MP-1985.31.180 | Woman ironing starched collars, M. T. S., QC, about 1901
Woman ironing starched collars, M. T. S., QC, about 1901
N. M. Hinshelwood
About 1901, 19th century or 20th century
Silver salts on glass - Gelatin dry plate process
16 x 21 cm
Gift of an anonymous donor
© McCord Museum
Keywords: female (135) , figure (1849) , industry (91) , ironing (2) , Occupation (1110) , Photograph (77678) , starching (3) , work (389) , work (126) , worker (11)
Keys to History
Like shoe manufacturing, the clothing industry was also a major component of the Montreal manufacturing sector. Clothing production was scattered among a large number of small workshops not far from the city centre. The textile industry, on the other hand, set up in what were then the suburbs, building huge factories like the one owned by Victor Hudon (1812-97) in Hochelaga. These factories specialized in cotton fabrics. Around the same time, Montreal also became the largest tobacco-processing centre in Canada. In the extensive food-processing sector, the city attracted a wide range of industries, including flour mills, sugar refineries, breweries, distilleries, meat packers and biscuit factories.

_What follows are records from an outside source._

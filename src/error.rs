//! error
//!
//! Error kinds reported on the command line.
//!
//! Each module has its own `thiserror` enum; [`classify`] walks an
//! `anyhow` chain and maps the first recognized error to one [`ErrorKind`].

use std::fmt;

use crate::core::config::ConfigError;
use crate::core::sites::SiteError;
use crate::core::target::TargetError;
use crate::core::types::TypeError;
use crate::core::visibility::VisibilityError;
use crate::engine::EngineError;
use crate::forge::ForgeError;
use crate::git::GitError;
use crate::secrets::SecretError;
use crate::ui::prompts::PromptError;

/// Terminal error kinds of an invocation.
#[derive(Debug, Clone, Copy, PartialEq, Eq)]
pub enum ErrorKind {
    BadTarget,
    UnknownSite,
    InvalidProjectName,
    UnsupportedBranch,
    ForkMustBePublic,
    UnsupportedOperation,
    MissingCredential,
    RemoteApiFailure,
    RemoteShellFailure,
    PushFailed,
    VisibilityConflict,
    VisibilityRequired,
    Config,
    Git,
    Io,
}

impl ErrorKind {
    pub fn as_str(&self) -> &'static str {
        match self {
            ErrorKind::BadTarget => "BadTarget",
            ErrorKind::UnknownSite => "UnknownSite",
            ErrorKind::InvalidProjectName => "InvalidProjectName",
            ErrorKind::UnsupportedBranch => "UnsupportedBranch",
            ErrorKind::ForkMustBePublic => "ForkMustBePublic",
            ErrorKind::UnsupportedOperation => "UnsupportedOperation",
            ErrorKind::MissingCredential => "MissingCredential",
            ErrorKind::RemoteApiFailure => "RemoteApiFailure",
            ErrorKind::RemoteShellFailure => "RemoteShellFailure",
            ErrorKind::PushFailed => "PushFailed",
            ErrorKind::VisibilityConflict => "VisibilityConflict",
            ErrorKind::VisibilityRequired => "VisibilityRequired",
            ErrorKind::Config => "Config",
            ErrorKind::Git => "Git",
            ErrorKind::Io => "Io",
        }
    }
}

impl fmt::Display for ErrorKind {
    fn fmt(&self, f: &mut fmt::Formatter<'_>) -> fmt::Result {
        f.write_str(self.as_str())
    }
}

/// Kind of the first recognized error in `err`'s chain.
///
/// Errors from outside the crate (I/O, clap) classify as [`ErrorKind::Io`].
pub fn classify(err: &anyhow::Error) -> ErrorKind {
    err.chain().find_map(kind_of).unwrap_or(ErrorKind::Io)
}

fn kind_of(err: &(dyn std::error::Error + 'static)) -> Option<ErrorKind> {
    if let Some(e) = err.downcast_ref::<EngineError>() {
        return Some(match e {
            EngineError::Target(e) => target_kind(e),
            EngineError::Visibility(e) => visibility_kind(e),
            EngineError::Git(e) => git_kind(e),
            EngineError::Forge(e) => forge_kind(e),
            EngineError::Runtime(_) => ErrorKind::Io,
        });
    }
    if let Some(e) = err.downcast_ref::<TargetError>() {
        return Some(target_kind(e));
    }
    if let Some(e) = err.downcast_ref::<SiteError>() {
        return Some(site_kind(e));
    }
    if let Some(e) = err.downcast_ref::<VisibilityError>() {
        return Some(visibility_kind(e));
    }
    if let Some(e) = err.downcast_ref::<GitError>() {
        return Some(git_kind(e));
    }
    if let Some(e) = err.downcast_ref::<ForgeError>() {
        return Some(forge_kind(e));
    }
    if let Some(e) = err.downcast_ref::<SecretError>() {
        return Some(secret_kind(e));
    }
    if err.downcast_ref::<ConfigError>().is_some() {
        return Some(ErrorKind::Config);
    }
    if let Some(e) = err.downcast_ref::<TypeError>() {
        return Some(match e {
            TypeError::InvalidProjectName(_) => ErrorKind::InvalidProjectName,
        });
    }
    if err.downcast_ref::<PromptError>().is_some() {
        return Some(ErrorKind::MissingCredential);
    }
    None
}

fn target_kind(e: &TargetError) -> ErrorKind {
    match e {
        TargetError::BadTarget { .. } => ErrorKind::BadTarget,
        TargetError::Site(e) => site_kind(e),
    }
}

fn site_kind(e: &SiteError) -> ErrorKind {
    match e {
        SiteError::UnknownSite { .. } => ErrorKind::UnknownSite,
        SiteError::ReadError { .. } | SiteError::ParseError { .. } => ErrorKind::Config,
    }
}

fn visibility_kind(e: &VisibilityError) -> ErrorKind {
    match e {
        VisibilityError::Conflict => ErrorKind::VisibilityConflict,
        VisibilityError::Required(_) => ErrorKind::VisibilityRequired,
    }
}

fn git_kind(e: &GitError) -> ErrorKind {
    match e {
        GitError::UnsupportedBranch { .. } | GitError::NoBranch | GitError::EmptyBranch { .. } => {
            ErrorKind::UnsupportedBranch
        }
        GitError::PushFailed { .. } => ErrorKind::PushFailed,
        _ => ErrorKind::Git,
    }
}

fn forge_kind(e: &ForgeError) -> ErrorKind {
    match e {
        ForgeError::InvalidProjectName(_) => ErrorKind::InvalidProjectName,
        ForgeError::ForkMustBePublic => ErrorKind::ForkMustBePublic,
        ForgeError::UnsupportedOperation(_) => ErrorKind::UnsupportedOperation,
        ForgeError::IncompleteTarget(_) => ErrorKind::BadTarget,
        ForgeError::Credentials(e) => secret_kind(e),
        ForgeError::AuthFailed(_)
        | ForgeError::NotFound(_)
        | ForgeError::ApiError { .. }
        | ForgeError::NetworkError(_) => ErrorKind::RemoteApiFailure,
        ForgeError::RemoteShellFailure { .. } => ErrorKind::RemoteShellFailure,
    }
}

fn secret_kind(e: &SecretError) -> ErrorKind {
    match e {
        SecretError::Missing { .. } => ErrorKind::MissingCredential,
        _ => ErrorKind::Io,
    }
}

#[cfg(test)]
mod tests {
    use super::*;
    use anyhow::Context as _;

    #[test]
    fn classifies_through_context() {
        let err = anyhow::Error::new(EngineError::Git(GitError::UnsupportedBranch {
            branch: "feature-x".into(),
        }))
        .context("creating repository");
        assert_eq!(classify(&err), ErrorKind::UnsupportedBranch);
    }

    #[test]
    fn classifies_forge_errors() {
        let cases = [
            (ForgeError::ForkMustBePublic, ErrorKind::ForkMustBePublic),
            (
                ForgeError::InvalidProjectName("a/b.git".into()),
                ErrorKind::InvalidProjectName,
            ),
            (
                ForgeError::ApiError {
                    status: 500,
                    message: "boom".into(),
                },
                ErrorKind::RemoteApiFailure,
            ),
            (
                ForgeError::Credentials(SecretError::Missing {
                    key: "githubuser".into(),
                    path: "~/.githubuser".into(),
                }),
                ErrorKind::MissingCredential,
            ),
        ];
        for (err, kind) in cases {
            assert_eq!(classify(&anyhow::Error::new(err)), kind);
        }
    }

    #[test]
    fn classifies_push_failure() {
        let result: Result<(), GitError> = Err(GitError::PushFailed {
            remote: "origin".into(),
            branch: "main".into(),
            stderr: "denied".into(),
        });
        let err = result.context("pushing").unwrap_err();
        assert_eq!(classify(&err), ErrorKind::PushFailed);
    }

    #[test]
    fn unknown_errors_are_io() {
        let err = anyhow::anyhow!("something else");
        assert_eq!(classify(&err), ErrorKind::Io);
    }

    #[test]
    fn display_names_match_kinds() {
        assert_eq!(ErrorKind::BadTarget.to_string(), "BadTarget");
        assert_eq!(ErrorKind::PushFailed.to_string(), "PushFailed");
    }
}
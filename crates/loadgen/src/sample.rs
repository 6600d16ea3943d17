use serde::Deserialize;
use std::collections::BTreeMap;
use std::time::Duration;

/// Outcome of one request.
#[derive(Debug, Clone, PartialEq)]
pub enum Sample {
    /// 200 with the server's per-stage timings (milliseconds)
    Success {
        status: u16,
        elapsed: Duration,
        timings: BTreeMap<String, f64>,
    },
    HttpError {
        status: u16,
        elapsed: Duration,
    },
    /// Connection refused, reset, TLS failure, unreadable body...
    Network {
        message: String,
    },
    Timeout,
}

/// The part of a `/detect` success body the report needs.
#[derive(Debug, Deserialize)]
struct DetectBody {
    #[serde(default)]
    timings: BTreeMap<String, f64>,
}

impl Sample {
    /// Build a sample from a finished HTTP exchange.
    pub fn from_response(status: u16, elapsed: Duration, body: &[u8]) -> Self {
        if status != 200 {
            return Sample::HttpError { status, elapsed };
        }

        let timings = match serde_json::from_slice::<DetectBody>(body) {
            Ok(parsed) => parsed.timings,
            Err(e) => {
                tracing::warn!(error = %e, "Success body without readable timings");
                BTreeMap::new()
            }
        };
        Sample::Success {
            status,
            elapsed,
            timings,
        }
    }

    /// Key for the status distribution table.
    pub fn status_label(&self) -> String {
        match self {
            Sample::Success { status, .. } | Sample::HttpError { status, .. } => status.to_string(),
            Sample::Network { .. } => "network".to_string(),
            Sample::Timeout => "timeout".to_string(),
        }
    }

    /// Client-observed latency, when the server answered at all.
    pub fn elapsed(&self) -> Option<Duration> {
        match self {
            Sample::Success { elapsed, .. } | Sample::HttpError { elapsed, .. } => Some(*elapsed),
            Sample::Network { .. } | Sample::Timeout => None,
        }
    }
}

#[cfg(test)]
mod tests {
    use super::*;

    #[test]
    fn test_success_parses_timings() {
        let body = br#"{"bboxes": [], "timings": {"compute": 12.5, "fetch_image": 3.0}}"#;
        let sample = Sample::from_response(200, Duration::from_millis(20), body);

        match sample {
            Sample::Success { timings, .. } => {
                assert_eq!(timings.len(), 2);
                assert_eq!(timings["compute"], 12.5);
            }
            other => panic!("expected success, got {other:?}"),
        }
    }

    #[test]
    fn test_non_200_is_http_error() {
        let sample = Sample::from_response(503, Duration::from_millis(4), b"{}");
        assert_eq!(
            sample,
            Sample::HttpError {
                status: 503,
                elapsed: Duration::from_millis(4)
            }
        );
        assert_eq!(sample.status_label(), "503");
    }

    #[test]
    fn test_unreadable_success_body_keeps_status() {
        let sample = Sample::from_response(200, Duration::from_millis(1), b"<html>");
        assert_eq!(sample.status_label(), "200");
        assert!(matches!(sample, Sample::Success { ref timings, .. } if timings.is_empty()));
    }

    #[test]
    fn test_failures_have_no_latency() {
        assert_eq!(Sample::Timeout.elapsed(), None);
        assert_eq!(Sample::Timeout.status_label(), "timeout");
        let net = Sample::Network {
            message: "connection refused".to_string(),
        };
        assert_eq!(net.status_label(), "network");
        assert_eq!(net.elapsed(), None);
    }
}
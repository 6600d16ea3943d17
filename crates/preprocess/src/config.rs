/// Square network input used by the YOLOv4 export.
pub const DEFAULT_INPUT_SIZE: (u32, u32) = (416, 416);

/// Gray value written into the letterbox border.
pub const LETTERBOX_COLOR: u8 = 128;
//! Dynamic batching in front of a single model executor.
//!
//! Callers `submit` one preprocessed image at a time. Pending slots sit in a
//! FIFO queue guarded by one mutex; a worker task closes a batch when it holds
//! `max_batch_size` slots or when `batch_wait_window` has elapsed since the
//! oldest slot arrived, stacks the inputs along a new batch axis, runs the
//! executor on a blocking thread and hands row `i` of the output back to the
//! `i`-th slot. While one batch executes the next one keeps filling.
//!
//! An executor error fails every slot of that batch and nothing else.

use crate::backend::{InferenceBackend, InferenceOutput};
use crate::config::InferenceConfig;
use crate::error::DetectError;
use ndarray::{ArrayD, Axis};
use opentelemetry::{
    KeyValue, global,
    metrics::{Counter, Histogram},
};
use std::collections::VecDeque;
use std::sync::atomic::{AtomicU64, Ordering};
use std::sync::{Arc, Mutex, MutexGuard, PoisonError};
use std::time::Duration;
use tokio::sync::{Notify, oneshot};
use tokio::task::JoinHandle;
use tokio::time::Instant;

type SlotResult = Result<InferenceOutput, DetectError>;

#[derive(Debug, Clone)]
pub struct RunnerConfig {
    pub max_batch_size: usize,
    pub batch_wait_window: Duration,
    /// Shape of one submitted item, without the batch axis
    pub item_shape: Vec<usize>,
}

impl From<&InferenceConfig> for RunnerConfig {
    fn from(config: &InferenceConfig) -> Self {
        Self {
            max_batch_size: config.batch.max_batch_size,
            batch_wait_window: config.batch_wait_window(),
            item_shape: config.item_shape(),
        }
    }
}

/// One pending request.
struct BatchSlot {
    seq: u64,
    input: ArrayD<f32>,
    enqueued_at: Instant,
    tx: oneshot::Sender<SlotResult>,
}

#[derive(Default)]
struct PendingQueue {
    slots: VecDeque<BatchSlot>,
    next_seq: u64,
    closed: bool,
}

#[derive(Default)]
struct Counters {
    batches: AtomicU64,
    items: AtomicU64,
    failed_batches: AtomicU64,
    cancelled: AtomicU64,
    largest_batch: AtomicU64,
}

struct Shared {
    queue: Mutex<PendingQueue>,
    notify: Notify,
    counters: Counters,
}

impl Shared {
    fn lock(&self) -> MutexGuard<'_, PendingQueue> {
        // Queue state stays consistent even if a holder panicked
        self.queue.lock().unwrap_or_else(PoisonError::into_inner)
    }
}

/// Snapshot of runner activity since startup.
#[derive(Debug, Clone, Copy, Default, PartialEq, Eq)]
pub struct RunnerStats {
    pub batches_dispatched: u64,
    pub items_dispatched: u64,
    pub failed_batches: u64,
    pub cancelled_slots: u64,
    pub largest_batch: u64,
}

struct BatchMetrics {
    batch_size: Histogram<u64>,
    dispatch_failures: Counter<u64>,
    cancelled: Counter<u64>,
}

impl BatchMetrics {
    fn init(meter_name: &'static str) -> Self {
        let meter = global::meter(meter_name);
        Self {
            batch_size: meter
                .u64_histogram("batch_size")
                .with_description("Number of requests per executor call")
                .with_boundaries(vec![1.0, 2.0, 4.0, 8.0, 16.0, 32.0, 64.0, 128.0])
                .build(),
            dispatch_failures: meter
                .u64_counter("batch_dispatch_failures_total")
                .with_description("Executor calls that failed, failing every slot in the batch")
                .build(),
            cancelled: meter
                .u64_counter("batch_slots_cancelled_total")
                .with_description("Slots abandoned by their caller before dispatch")
                .build(),
        }
    }
}

/// Handle to the batching worker. Cheap to clone; every clone submits into the
/// same queue. Dropping the last clone closes the queue, so the worker drains
/// and releases the backend even without an explicit `shutdown`.
#[derive(Clone)]
pub struct BatchingRunner {
    inner: Arc<RunnerHandle>,
    config: Arc<RunnerConfig>,
}

struct RunnerHandle {
    shared: Arc<Shared>,
    worker: Mutex<Option<JoinHandle<()>>>,
}

impl Drop for RunnerHandle {
    fn drop(&mut self) {
        self.shared.lock().closed = true;
        self.shared.notify.notify_one();
    }
}

impl BatchingRunner {
    /// Start the batching worker on the current tokio runtime. The runner owns
    /// the backend until `shutdown` completes.
    pub fn spawn<B>(backend: B, config: RunnerConfig) -> Self
    where
        B: InferenceBackend + Send + 'static,
    {
        let shared = Arc::new(Shared {
            queue: Mutex::new(PendingQueue::default()),
            notify: Notify::new(),
            counters: Counters::default(),
        });
        let config = Arc::new(RunnerConfig {
            max_batch_size: config.max_batch_size.max(1),
            ..config
        });

        tracing::info!(
            max_batch_size = config.max_batch_size,
            batch_wait_window_ms = config.batch_wait_window.as_millis() as u64,
            item_shape = ?config.item_shape,
            "Starting batching runner"
        );

        let handle = tokio::spawn(run_worker(backend, shared.clone(), config.clone()));

        Self {
            inner: Arc::new(RunnerHandle {
                shared,
                worker: Mutex::new(Some(handle)),
            }),
            config,
        }
    }

    pub fn config(&self) -> &RunnerConfig {
        &self.config
    }

    /// Queue one item and wait for its slice of the batched output.
    ///
    /// Dropping the returned future before the slot's batch is dispatched
    /// removes the slot from the queue. Once dispatched, the executor call runs
    /// to completion regardless.
    pub async fn submit(&self, input: ArrayD<f32>) -> SlotResult {
        if input.shape() != self.config.item_shape.as_slice() {
            return Err(DetectError::ShapeMismatch(format!(
                "expected item shape {:?}, got {:?}",
                self.config.item_shape,
                input.shape()
            )));
        }

        let (tx, rx) = oneshot::channel();
        let seq = {
            let mut queue = self.inner.shared.lock();
            if queue.closed {
                return Err(DetectError::RunnerClosed);
            }
            let seq = queue.next_seq;
            queue.next_seq += 1;
            queue.slots.push_back(BatchSlot {
                seq,
                input,
                enqueued_at: Instant::now(),
                tx,
            });
            seq
        };
        self.inner.shared.notify.notify_one();

        let mut guard = CancelGuard {
            shared: &self.inner.shared,
            seq,
            armed: true,
        };
        let result = rx.await;
        guard.armed = false;

        // A dropped sender means the worker died without resolving the slot
        result.unwrap_or(Err(DetectError::RunnerClosed))
    }

    /// Number of slots waiting for a batch.
    pub fn pending(&self) -> usize {
        self.inner.shared.lock().slots.len()
    }

    pub fn stats(&self) -> RunnerStats {
        let c = &self.inner.shared.counters;
        RunnerStats {
            batches_dispatched: c.batches.load(Ordering::Relaxed),
            items_dispatched: c.items.load(Ordering::Relaxed),
            failed_batches: c.failed_batches.load(Ordering::Relaxed),
            cancelled_slots: c.cancelled.load(Ordering::Relaxed),
            largest_batch: c.largest_batch.load(Ordering::Relaxed),
        }
    }

    /// Stop accepting submissions, dispatch everything already queued and wait
    /// for the worker to exit. Later calls return immediately.
    pub async fn shutdown(&self) {
        self.inner.shared.lock().closed = true;
        self.inner.shared.notify.notify_one();

        let handle = self
            .inner
            .worker
            .lock()
            .unwrap_or_else(PoisonError::into_inner)
            .take();

        if let Some(handle) = handle {
            if let Err(e) = handle.await {
                tracing::error!(error = %e, "Batching worker terminated abnormally");
            }
            tracing::info!(stats = ?self.stats(), "Batching runner stopped");
        }
    }
}

/// Removes a slot from the queue if its caller goes away before dispatch.
struct CancelGuard<'a> {
    shared: &'a Shared,
    seq: u64,
    armed: bool,
}

impl Drop for CancelGuard<'_> {
    fn drop(&mut self) {
        if !self.armed {
            return;
        }
        let mut queue = self.shared.lock();
        let before = queue.slots.len();
        queue.slots.retain(|slot| slot.seq != self.seq);
        if queue.slots.len() < before {
            self.shared.counters.cancelled.fetch_add(1, Ordering::Relaxed);
            tracing::debug!(seq = self.seq, "Pending slot cancelled");
        }
    }
}

async fn run_worker<B>(mut backend: B, shared: Arc<Shared>, config: Arc<RunnerConfig>)
where
    B: InferenceBackend + Send + 'static,
{
    let metrics = BatchMetrics::init("inference");

    loop {
        let Some(deadline) = wait_for_first_slot(&shared, &config).await else {
            break;
        };
        wait_until_closed(&shared, &config, deadline).await;

        let batch = take_batch(&shared, config.max_batch_size, &metrics);
        if batch.is_empty() {
            continue;
        }

        match dispatch(backend, batch, &shared, &metrics).await {
            Some(returned) => backend = returned,
            None => {
                fail_pending(&shared);
                return;
            }
        }
    }

    tracing::debug!("Batching worker drained and exiting");
}

/// Wait for the oldest slot and return its batch deadline, or `None` once the
/// queue is closed and empty.
async fn wait_for_first_slot(shared: &Shared, config: &RunnerConfig) -> Option<Instant> {
    loop {
        let notified = shared.notify.notified();
        {
            let queue = shared.lock();
            if let Some(first) = queue.slots.front() {
                return Some(first.enqueued_at + config.batch_wait_window);
            }
            if queue.closed {
                return None;
            }
        }
        notified.await;
    }
}

/// Keep the batch open until it is full, the deadline passes, or shutdown asks
/// for an immediate drain.
async fn wait_until_closed(shared: &Shared, config: &RunnerConfig, deadline: Instant) {
    loop {
        let notified = shared.notify.notified();
        {
            let queue = shared.lock();
            if queue.slots.len() >= config.max_batch_size || queue.closed {
                return;
            }
        }
        tokio::select! {
            _ = notified => {}
            _ = tokio::time::sleep_until(deadline) => return,
        }
    }
}

fn take_batch(shared: &Shared, max_batch_size: usize, metrics: &BatchMetrics) -> Vec<BatchSlot> {
    let mut queue = shared.lock();
    let n = queue.slots.len().min(max_batch_size);
    let drained: Vec<BatchSlot> = queue.slots.drain(..n).collect();
    drop(queue);

    // Callers that gave up between the last guard check and the drain
    let (batch, abandoned): (Vec<_>, Vec<_>) =
        drained.into_iter().partition(|slot| !slot.tx.is_closed());
    if !abandoned.is_empty() {
        shared
            .counters
            .cancelled
            .fetch_add(abandoned.len() as u64, Ordering::Relaxed);
        metrics.cancelled.add(abandoned.len() as u64, &[]);
    }
    batch
}

/// Run one batch and resolve its slots. Returns the backend for the next batch,
/// or `None` if the blocking task panicked and took the backend with it.
async fn dispatch<B>(
    mut backend: B,
    batch: Vec<BatchSlot>,
    shared: &Shared,
    metrics: &BatchMetrics,
) -> Option<B>
where
    B: InferenceBackend + Send + 'static,
{
    let size = batch.len();
    let first_seq = batch[0].seq;
    let waited = batch[0].enqueued_at.elapsed();

    let (inputs, senders): (Vec<_>, Vec<_>) =
        batch.into_iter().map(|slot| (slot.input, slot.tx)).unzip();

    tracing::debug!(
        batch_size = size,
        first_seq,
        waited_ms = waited.as_secs_f64() * 1000.0,
        "Dispatching batch"
    );

    let joined = tokio::task::spawn_blocking(move || {
        let result = run_batch(&mut backend, &inputs);
        (backend, result)
    })
    .await;

    let counters = &shared.counters;
    counters.batches.fetch_add(1, Ordering::Relaxed);
    counters.items.fetch_add(size as u64, Ordering::Relaxed);
    counters.largest_batch.fetch_max(size as u64, Ordering::Relaxed);
    metrics.batch_size.record(size as u64, &[]);

    let (backend, result) = match joined {
        Ok(pair) => (Some(pair.0), pair.1),
        Err(e) => (None, Err(anyhow::anyhow!("executor task failed: {}", e))),
    };

    match result {
        Ok(outputs) => {
            for (tx, output) in senders.into_iter().zip(outputs) {
                // Receiver gone means the caller timed out; nothing to do
                let _ = tx.send(Ok(output));
            }
        }
        Err(e) => {
            counters.failed_batches.fetch_add(1, Ordering::Relaxed);
            metrics
                .dispatch_failures
                .add(1, &[KeyValue::new("batch_size", size as i64)]);
            tracing::error!(error = %e, batch_size = size, "Batch dispatch failed");

            let err = DetectError::BatchDispatch(format!("{:#}", e));
            for tx in senders {
                let _ = tx.send(Err(err.clone()));
            }
        }
    }

    backend
}

fn run_batch<B: InferenceBackend>(
    backend: &mut B,
    inputs: &[ArrayD<f32>],
) -> anyhow::Result<Vec<InferenceOutput>> {
    let views: Vec<_> = inputs.iter().map(|input| input.view()).collect();
    let batch = ndarray::stack(Axis(0), &views)?;
    let output = backend.infer(&batch)?;
    output.split(inputs.len())
}

/// Worker cannot continue: reject everything still queued and refuse new work.
fn fail_pending(shared: &Shared) {
    let mut queue = shared.lock();
    queue.closed = true;
    for slot in queue.slots.drain(..) {
        let _ = slot.tx.send(Err(DetectError::RunnerClosed));
    }
    tracing::error!("Executor lost; batching runner closed");
}
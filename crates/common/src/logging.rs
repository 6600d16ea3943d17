use crate::config::{Environment, LogLevel};
use tracing_subscriber::{
    EnvFilter, Layer, Registry, fmt, layer::SubscriberExt, util::SubscriberInitExt,
    util::TryInitError,
};

/// OpenTelemetry bridge layer, boxed so the tracer type stays out of signatures.
pub(crate) type OtelLayer = Box<dyn Layer<Registry> + Send + Sync>;

/// Initialize tracing with pretty output in development and JSON lines in
/// production. `RUST_LOG` takes precedence over `log_level` when set.
///
/// Spans are forwarded to whatever global tracer provider is installed, so
/// calling `TelemetryGuard::init` instead also gets them exported.
pub fn setup_logging(log_level: LogLevel, environment: Environment) {
    // A second call (tests, embedded use) keeps the first subscriber
    if let Err(e) = install_subscriber(log_level, environment, tracing_opentelemetry::layer().boxed())
    {
        eprintln!("Logging already initialized: {}", e);
    }
}

pub(crate) fn install_subscriber(
    log_level: LogLevel,
    environment: Environment,
    otel_layer: OtelLayer,
) -> Result<(), TryInitError> {
    let env_filter =
        EnvFilter::try_from_default_env().unwrap_or_else(|_| EnvFilter::new(log_level.as_str()));

    let fmt_layer = match environment {
        Environment::Production => fmt::layer().json().with_level(true).boxed(),
        Environment::Development => fmt::layer().pretty().with_ansi(true).boxed(),
    };

    tracing_subscriber::registry()
        .with(otel_layer)
        .with(env_filter)
        .with(fmt_layer)
        .try_init()
}
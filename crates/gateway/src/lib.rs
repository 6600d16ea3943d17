pub mod error;
pub mod server;
pub mod state;

pub use error::ApiError;
pub use server::{DetectRequest, router, run_server, shutdown_signal};
pub use state::AppState;
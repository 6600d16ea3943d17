use super::{InferenceBackend, InferenceOutput};
use ndarray::{Array, IxDyn};
use ort::{
    execution_providers::CUDAExecutionProvider,
    session::{Session, builder::GraphOptimizationLevel},
    value::TensorRef,
};

/// One output tensor per feature scale (strides 8, 16, 32).
const YOLO_SCALES: usize = 3;
const INTRA_THREADS: usize = 4;

#[derive(Debug, Clone, Copy, PartialEq, Eq)]
pub enum ExecutionProvider {
    Cpu,
    Cuda,
}

impl ExecutionProvider {
    pub fn from_use_cuda(use_cuda: bool) -> Self {
        if use_cuda { Self::Cuda } else { Self::Cpu }
    }
}

/// ONNX Runtime executor for a batch-dynamic YOLOv4 export:
/// `[batch, 416, 416, 3]` in, three `[batch, g, g, 3, 85]` tensors out,
/// smallest stride first.
pub struct OrtBackend {
    session: Session,
}

impl OrtBackend {
    pub fn new(path: &str, provider: ExecutionProvider) -> anyhow::Result<Self> {
        // Global environment; a second commit is a no-op
        let _ = ort::init().commit();

        let builder = Session::builder()?
            .with_optimization_level(GraphOptimizationLevel::Level3)?
            .with_intra_threads(INTRA_THREADS)?;

        let builder = match provider {
            ExecutionProvider::Cuda => builder.with_execution_providers([
                CUDAExecutionProvider::default()
                    .with_device_id(0)
                    .build()
                    .error_on_failure(),
            ])?,
            ExecutionProvider::Cpu => builder,
        };

        let session = builder.commit_from_file(path)?;

        tracing::info!(model_path = path, provider = ?provider, "YOLOv4 model loaded");
        Ok(Self { session })
    }
}

impl InferenceBackend for OrtBackend {
    fn infer(&mut self, images: &Array<f32, IxDyn>) -> anyhow::Result<InferenceOutput> {
        tracing::trace!(shape = ?images.shape(), "Running executor");

        let outputs = self
            .session
            .run(ort::inputs![TensorRef::from_array_view(images.view())?])?;

        anyhow::ensure!(
            outputs.len() == YOLO_SCALES,
            "model produced {} outputs, expected one per scale ({})",
            outputs.len(),
            YOLO_SCALES
        );

        let scales = outputs
            .iter()
            .map(|(_, value)| Ok(value.try_extract_array::<f32>()?.into_owned()))
            .collect::<anyhow::Result<Vec<_>>>()?;

        Ok(InferenceOutput::new(scales))
    }
}
use std::collections::{BTreeMap, HashMap};
use std::time::Instant;

/// Per-request named-interval timer.
///
/// The first `start_stop(name)` starts an interval, the second records its
/// duration in milliseconds and clears the start marker. A third call starts a
/// fresh interval for the same name; its value replaces the previous one once
/// it is stopped.
#[derive(Debug, Default)]
pub struct StopWatch {
    started: HashMap<String, Instant>,
    timings: BTreeMap<String, f64>,
}

impl StopWatch {
    pub fn new() -> Self {
        Self::default()
    }

    pub fn start_stop(&mut self, name: &str) {
        match self.started.remove(name) {
            Some(start) => {
                let elapsed_ms = start.elapsed().as_secs_f64() * 1000.0;
                self.timings.insert(name.to_string(), elapsed_ms);
            }
            None => {
                self.started.insert(name.to_string(), Instant::now());
            }
        }
    }

    /// Completed intervals only. Names that were started but never stopped are
    /// left out.
    pub fn timings(&self) -> &BTreeMap<String, f64> {
        &self.timings
    }

    /// Names with an open interval.
    pub fn pending(&self) -> impl Iterator<Item = &str> {
        self.started.keys().map(String::as_str)
    }

    pub fn into_timings(self) -> BTreeMap<String, f64> {
        for name in self.pending() {
            tracing::warn!(stage = %name, "Stage timer never stopped; omitted from timings");
        }
        self.timings
    }
}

The initials M. T. S. probably refer to the Montreal Toilet Supply Co. Ltd. The scene is therefore more representative of industrial laundering (a service-sector activity) than of the clothing industry.
The company is listed as being at 589 Dorchester Street, close to the city centre. It also had a branch in the west end of the city, at 4228 Ste. Catherine Street.
The company first appeared in Lovell's Directory in 1897-98, but its name is not listed in the 1901-02 edition.
N. M. Hinshelwood was a Montreal photographer who specialized in taking pictures of industrial sites and machinery. He also produced a number of tourism brochures, including Montreal and Vicinity.